### Task
Quote the data below in full, please, without altering anything.

### Records supplied
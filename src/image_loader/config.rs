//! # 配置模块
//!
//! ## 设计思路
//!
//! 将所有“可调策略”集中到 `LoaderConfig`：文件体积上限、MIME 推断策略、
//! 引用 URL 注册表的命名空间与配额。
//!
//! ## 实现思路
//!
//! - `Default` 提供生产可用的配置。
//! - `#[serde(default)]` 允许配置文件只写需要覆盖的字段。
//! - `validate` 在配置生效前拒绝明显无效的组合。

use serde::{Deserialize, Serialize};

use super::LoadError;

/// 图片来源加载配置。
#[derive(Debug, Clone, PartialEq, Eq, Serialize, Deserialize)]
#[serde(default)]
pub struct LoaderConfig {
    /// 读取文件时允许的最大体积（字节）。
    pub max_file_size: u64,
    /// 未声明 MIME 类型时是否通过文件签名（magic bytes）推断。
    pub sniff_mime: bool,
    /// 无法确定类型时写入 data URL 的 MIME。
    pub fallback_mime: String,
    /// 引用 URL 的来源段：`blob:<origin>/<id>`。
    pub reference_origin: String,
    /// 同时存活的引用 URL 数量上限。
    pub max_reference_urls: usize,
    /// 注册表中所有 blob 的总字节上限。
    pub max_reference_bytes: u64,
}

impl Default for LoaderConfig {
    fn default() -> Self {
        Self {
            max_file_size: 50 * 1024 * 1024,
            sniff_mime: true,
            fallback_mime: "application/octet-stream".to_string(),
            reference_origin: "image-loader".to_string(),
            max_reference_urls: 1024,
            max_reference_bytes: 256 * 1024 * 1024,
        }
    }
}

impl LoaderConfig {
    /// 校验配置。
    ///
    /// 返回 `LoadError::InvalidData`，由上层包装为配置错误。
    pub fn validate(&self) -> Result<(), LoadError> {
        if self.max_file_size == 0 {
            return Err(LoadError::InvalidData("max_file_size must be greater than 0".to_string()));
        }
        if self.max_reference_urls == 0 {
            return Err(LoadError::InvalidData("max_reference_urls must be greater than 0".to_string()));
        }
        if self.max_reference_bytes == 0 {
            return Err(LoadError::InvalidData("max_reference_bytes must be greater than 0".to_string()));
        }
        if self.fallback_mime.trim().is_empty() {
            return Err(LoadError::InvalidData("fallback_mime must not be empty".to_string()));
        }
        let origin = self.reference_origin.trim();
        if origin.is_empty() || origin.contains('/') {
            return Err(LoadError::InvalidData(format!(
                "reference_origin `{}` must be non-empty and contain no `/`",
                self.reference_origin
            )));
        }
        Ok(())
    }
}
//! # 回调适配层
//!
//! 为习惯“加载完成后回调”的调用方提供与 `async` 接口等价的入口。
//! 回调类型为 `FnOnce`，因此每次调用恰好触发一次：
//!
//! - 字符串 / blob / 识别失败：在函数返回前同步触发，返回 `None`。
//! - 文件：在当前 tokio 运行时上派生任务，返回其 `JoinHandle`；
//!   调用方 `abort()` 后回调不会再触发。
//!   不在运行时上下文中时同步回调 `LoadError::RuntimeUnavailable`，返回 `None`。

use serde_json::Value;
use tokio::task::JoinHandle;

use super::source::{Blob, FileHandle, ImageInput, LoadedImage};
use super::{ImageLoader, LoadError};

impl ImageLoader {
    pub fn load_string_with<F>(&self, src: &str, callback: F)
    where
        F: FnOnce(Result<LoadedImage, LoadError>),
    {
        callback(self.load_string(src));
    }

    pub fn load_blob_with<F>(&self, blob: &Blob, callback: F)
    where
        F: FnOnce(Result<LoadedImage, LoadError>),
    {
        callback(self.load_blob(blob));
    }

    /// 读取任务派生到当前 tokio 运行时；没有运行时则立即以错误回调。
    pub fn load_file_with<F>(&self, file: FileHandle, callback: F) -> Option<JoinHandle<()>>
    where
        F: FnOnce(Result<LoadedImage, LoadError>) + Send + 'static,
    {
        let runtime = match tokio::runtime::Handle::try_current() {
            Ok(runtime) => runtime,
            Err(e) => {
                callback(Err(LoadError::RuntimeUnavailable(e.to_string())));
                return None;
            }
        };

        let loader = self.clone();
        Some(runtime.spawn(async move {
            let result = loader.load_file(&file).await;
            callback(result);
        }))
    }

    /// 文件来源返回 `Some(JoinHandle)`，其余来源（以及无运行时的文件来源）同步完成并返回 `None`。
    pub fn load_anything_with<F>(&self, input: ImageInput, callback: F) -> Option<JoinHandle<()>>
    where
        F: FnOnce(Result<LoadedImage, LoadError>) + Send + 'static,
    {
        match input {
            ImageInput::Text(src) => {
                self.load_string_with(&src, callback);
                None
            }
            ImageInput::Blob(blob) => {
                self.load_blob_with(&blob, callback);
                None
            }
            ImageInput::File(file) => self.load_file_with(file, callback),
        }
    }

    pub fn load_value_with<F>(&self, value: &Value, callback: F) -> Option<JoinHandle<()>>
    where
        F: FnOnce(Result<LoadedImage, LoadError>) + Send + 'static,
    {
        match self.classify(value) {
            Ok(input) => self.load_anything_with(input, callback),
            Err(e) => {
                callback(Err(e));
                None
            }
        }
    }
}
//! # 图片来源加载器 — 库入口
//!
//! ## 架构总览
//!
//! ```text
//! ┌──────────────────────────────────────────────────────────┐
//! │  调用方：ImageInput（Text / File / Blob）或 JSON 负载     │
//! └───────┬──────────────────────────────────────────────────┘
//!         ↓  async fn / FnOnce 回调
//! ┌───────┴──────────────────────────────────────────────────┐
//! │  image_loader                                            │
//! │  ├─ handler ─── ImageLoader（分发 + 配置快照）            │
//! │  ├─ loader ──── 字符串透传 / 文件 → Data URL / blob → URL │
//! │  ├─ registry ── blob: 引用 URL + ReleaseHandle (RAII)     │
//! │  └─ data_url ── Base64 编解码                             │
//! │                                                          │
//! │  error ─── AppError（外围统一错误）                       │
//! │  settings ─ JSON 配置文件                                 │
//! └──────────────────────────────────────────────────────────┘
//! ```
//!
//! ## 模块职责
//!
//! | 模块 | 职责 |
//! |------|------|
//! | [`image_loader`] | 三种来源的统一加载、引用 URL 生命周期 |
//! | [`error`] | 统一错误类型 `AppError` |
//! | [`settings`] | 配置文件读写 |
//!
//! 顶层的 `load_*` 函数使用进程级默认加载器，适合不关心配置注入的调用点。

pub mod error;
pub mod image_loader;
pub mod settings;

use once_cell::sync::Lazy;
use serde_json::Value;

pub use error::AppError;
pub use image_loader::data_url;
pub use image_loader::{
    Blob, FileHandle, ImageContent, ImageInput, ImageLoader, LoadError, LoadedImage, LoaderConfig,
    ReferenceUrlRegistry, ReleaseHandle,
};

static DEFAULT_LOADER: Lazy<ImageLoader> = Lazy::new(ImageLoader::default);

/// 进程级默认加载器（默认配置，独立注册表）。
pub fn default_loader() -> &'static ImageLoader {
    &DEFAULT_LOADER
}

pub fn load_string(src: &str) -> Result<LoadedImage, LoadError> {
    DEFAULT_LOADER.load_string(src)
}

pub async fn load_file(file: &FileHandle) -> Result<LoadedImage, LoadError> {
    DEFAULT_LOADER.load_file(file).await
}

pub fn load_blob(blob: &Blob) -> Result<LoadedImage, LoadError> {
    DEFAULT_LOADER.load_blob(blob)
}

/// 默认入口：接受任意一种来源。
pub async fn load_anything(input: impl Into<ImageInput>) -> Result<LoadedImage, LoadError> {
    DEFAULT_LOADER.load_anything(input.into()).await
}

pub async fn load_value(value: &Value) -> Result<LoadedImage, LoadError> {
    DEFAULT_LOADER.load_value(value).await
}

### Exercise answer
filename src/image_loader/config.rs
//! # 配置模块
//!
//! ## 设计思路
//!
//! 将所有“可调策略”集中到 `LoaderConfig`：文件体积上限、MIME 推断策略、
//! 引用 URL 注册表的命名空间与配额。
//!
//! ## 实现思路
//!
//! - `Default` 提供生产可用的配置。
//! - `#[serde(default)]` 允许配置文件只写需要覆盖的字段。
//! - `validate` 在配置生效前拒绝明显无效的组合。

use serde::{Deserialize, Serialize};

use super::LoadError;

/// 图片来源加载配置。
#[derive(Debug, Clone, PartialEq, Eq, Serialize, Deserialize)]
#[serde(default)]
pub struct LoaderConfig {
    /// 读取文件时允许的最大体积（字节）。
    pub max_file_size: u64,
    /// 未声明 MIME 类型时是否通过文件签名（magic bytes）推断。
    pub sniff_mime: bool,
    /// 无法确定类型时写入 data URL 的 MIME。
    pub fallback_mime: String,
    /// 引用 URL 的来源段：`blob:<origin>/<id>`。
    pub reference_origin: String,
    /// 同时存活的引用 URL 数量上限。
    pub max_reference_urls: usize,
    /// 注册表中所有 blob 的总字节上限。
    pub max_reference_bytes: u64,
}

impl Default for LoaderConfig {
    fn default() -> Self {
        Self {
            max_file_size: 50 * 1024 * 1024,
            sniff_mime: true,
            fallback_mime: "application/octet-stream".to_string(),
            reference_origin: "image-loader".to_string(),
            max_reference_urls: 1024,
            max_reference_bytes: 256 * 1024 * 1024,
        }
    }
}

impl LoaderConfig {
    /// 校验配置。
    ///
    /// 返回 `LoadError::InvalidData`，由上层包装为配置错误。
    pub fn validate(&self) -> Result<(), LoadError> {
        if self.max_file_size == 0 {
            return Err(LoadError::InvalidData("max_file_size must be greater than 0".to_string()));
        }
        if self.max_reference_urls == 0 {
            return Err(LoadError::InvalidData("max_reference_urls must be greater than 0".to_string()));
        }
        if self.max_reference_bytes == 0 {
            return Err(LoadError::InvalidData("max_reference_bytes must be greater than 0".to_string()));
        }
        if self.fallback_mime.trim().is_empty() {
            return Err(LoadError::InvalidData("fallback_mime must not be empty".to_string()));
        }
        let origin = self.reference_origin.trim();
        if origin.is_empty() || origin.contains('/') {
            return Err(LoadError::InvalidData(format!(
                "reference_origin `{}` must be non-empty and contain no `/`",
                self.reference_origin
            )));
        }
        Ok(())
    }
}
//! # 回调适配层
//!
//! 为习惯“加载完成后回调”的调用方提供与 `async` 接口等价的入口。
//! 回调类型为 `FnOnce`，因此每次调用恰好触发一次：
//!
//! - 字符串 / blob / 识别失败：在函数返回前同步触发，返回 `None`。
//! - 文件：在当前 tokio 运行时上派生任务，返回其 `JoinHandle`；
//!   调用方 `abort()` 后回调不会再触发。
//!   不在运行时上下文中时同步回调 `LoadError::RuntimeUnavailable`，返回 `None`。

use serde_json::Value;
use tokio::task::JoinHandle;

use super::source::{Blob, FileHandle, ImageInput, LoadedImage};
use super::{ImageLoader, LoadError};

impl ImageLoader {
    pub fn load_string_with<F>(&self, src: &str, callback: F)
    where
        F: FnOnce(Result<LoadedImage, LoadError>),
    {
        callback(self.load_string(src));
    }

    pub fn load_blob_with<F>(&self, blob: &Blob, callback: F)
    where
        F: FnOnce(Result<LoadedImage, LoadError>),
    {
        callback(self.load_blob(blob));
    }

    /// 读取任务派生到当前 tokio 运行时；没有运行时则立即以错误回调。
    pub fn load_file_with<F>(&self, file: FileHandle, callback: F) -> Option<JoinHandle<()>>
    where
        F: FnOnce(Result<LoadedImage, LoadError>) + Send + 'static,
    {
        let runtime = match tokio::runtime::Handle::try_current() {
            Ok(runtime) => runtime,
            Err(e) => {
                callback(Err(LoadError::RuntimeUnavailable(e.to_string())));
                return None;
            }
        };

        let loader = self.clone();
        Some(runtime.spawn(async move {
            let result = loader.load_file(&file).await;
            callback(result);
        }))
    }

    /// 文件来源返回 `Some(JoinHandle)`，其余来源（以及无运行时的文件来源）同步完成并返回 `None`。
    pub fn load_anything_with<F>(&self, input: ImageInput, callback: F) -> Option<JoinHandle<()>>
    where
        F: FnOnce(Result<LoadedImage, LoadError>) + Send + 'static,
    {
        match input {
            ImageInput::Text(src) => {
                self.load_string_with(&src, callback);
                None
            }
            ImageInput::Blob(blob) => {
                self.load_blob_with(&blob, callback);
                None
            }
            ImageInput::File(file) => self.load_file_with(file, callback),
        }
    }

    pub fn load_value_with<F>(&self, value: &Value, callback: F) -> Option<JoinHandle<()>>
    where
        F: FnOnce(Result<LoadedImage, LoadError>) + Send + 'static,
    {
        match self.classify(value) {
            Ok(input) => self.load_anything_with(input, callback),
            Err(e) => {
                callback(Err(e));
                None
            }
        }
    }
}
//! # 图片来源加载器 — 库入口
//!
//! ## 架构总览
//!
//! ```text
//! ┌──────────────────────────────────────────────────────────┐
//! │  调用方：ImageInput（Text / File / Blob）或 JSON 负载     │
//! └───────┬──────────────────────────────────────────────────┘
//!         ↓  async fn / FnOnce 回调
//! ┌───────┴──────────────────────────────────────────────────┐
//! │  image_loader                                            │
//! │  ├─ handler ─── ImageLoader（分发 + 配置快照）            │
//! │  ├─ loader ──── 字符串透传 / 文件 → Data URL / blob → URL │
//! │  ├─ registry ── blob: 引用 URL + ReleaseHandle (RAII)     │
//! │  └─ data_url ── Base64 编解码                             │
//! │                                                          │
//! │  error ─── AppError（外围统一错误）                       │
//! │  settings ─ JSON 配置文件                                 │
//! └──────────────────────────────────────────────────────────┘
//! ```
//!
//! ## 模块职责
//!
//! | 模块 | 职责 |
//! |------|------|
//! | [`image_loader`] | 三种来源的统一加载、引用 URL 生命周期 |
//! | [`error`] | 统一错误类型 `AppError` |
//! | [`settings`] | 配置文件读写 |
//!
//! 顶层的 `load_*` 函数使用进程级默认加载器，适合不关心配置注入的调用点。

pub mod error;
pub mod image_loader;
pub mod settings;

use once_cell::sync::Lazy;
use serde_json::Value;

pub use error::AppError;
pub use image_loader::data_url;
pub use image_loader::{
    Blob, FileHandle, ImageContent, ImageInput, ImageLoader, LoadError, LoadedImage, LoaderConfig,
    ReferenceUrlRegistry, ReleaseHandle,
};

static DEFAULT_LOADER: Lazy<ImageLoader> = Lazy::new(ImageLoader::default);

/// 进程级默认加载器（默认配置，独立注册表）。
pub fn default_loader() -> &'static ImageLoader {
    &DEFAULT_LOADER
}

pub fn load_string(src: &str) -> Result<LoadedImage, LoadError> {
    DEFAULT_LOADER.load_string(src)
}

pub async fn load_file(file: &FileHandle) -> Result<LoadedImage, LoadError> {
    DEFAULT_LOADER.load_file(file).await
}

pub fn load_blob(blob: &Blob) -> Result<LoadedImage, LoadError> {
    DEFAULT_LOADER.load_blob(blob)
}

/// 默认入口：接受任意一种来源。
pub async fn load_anything(input: impl Into<ImageInput>) -> Result<LoadedImage, LoadError> {
    DEFAULT_LOADER.load_anything(input.into()).await
}

pub async fn load_value(value: &Value) -> Result<LoadedImage, LoadError> {
    DEFAULT_LOADER.load_value(value).await
}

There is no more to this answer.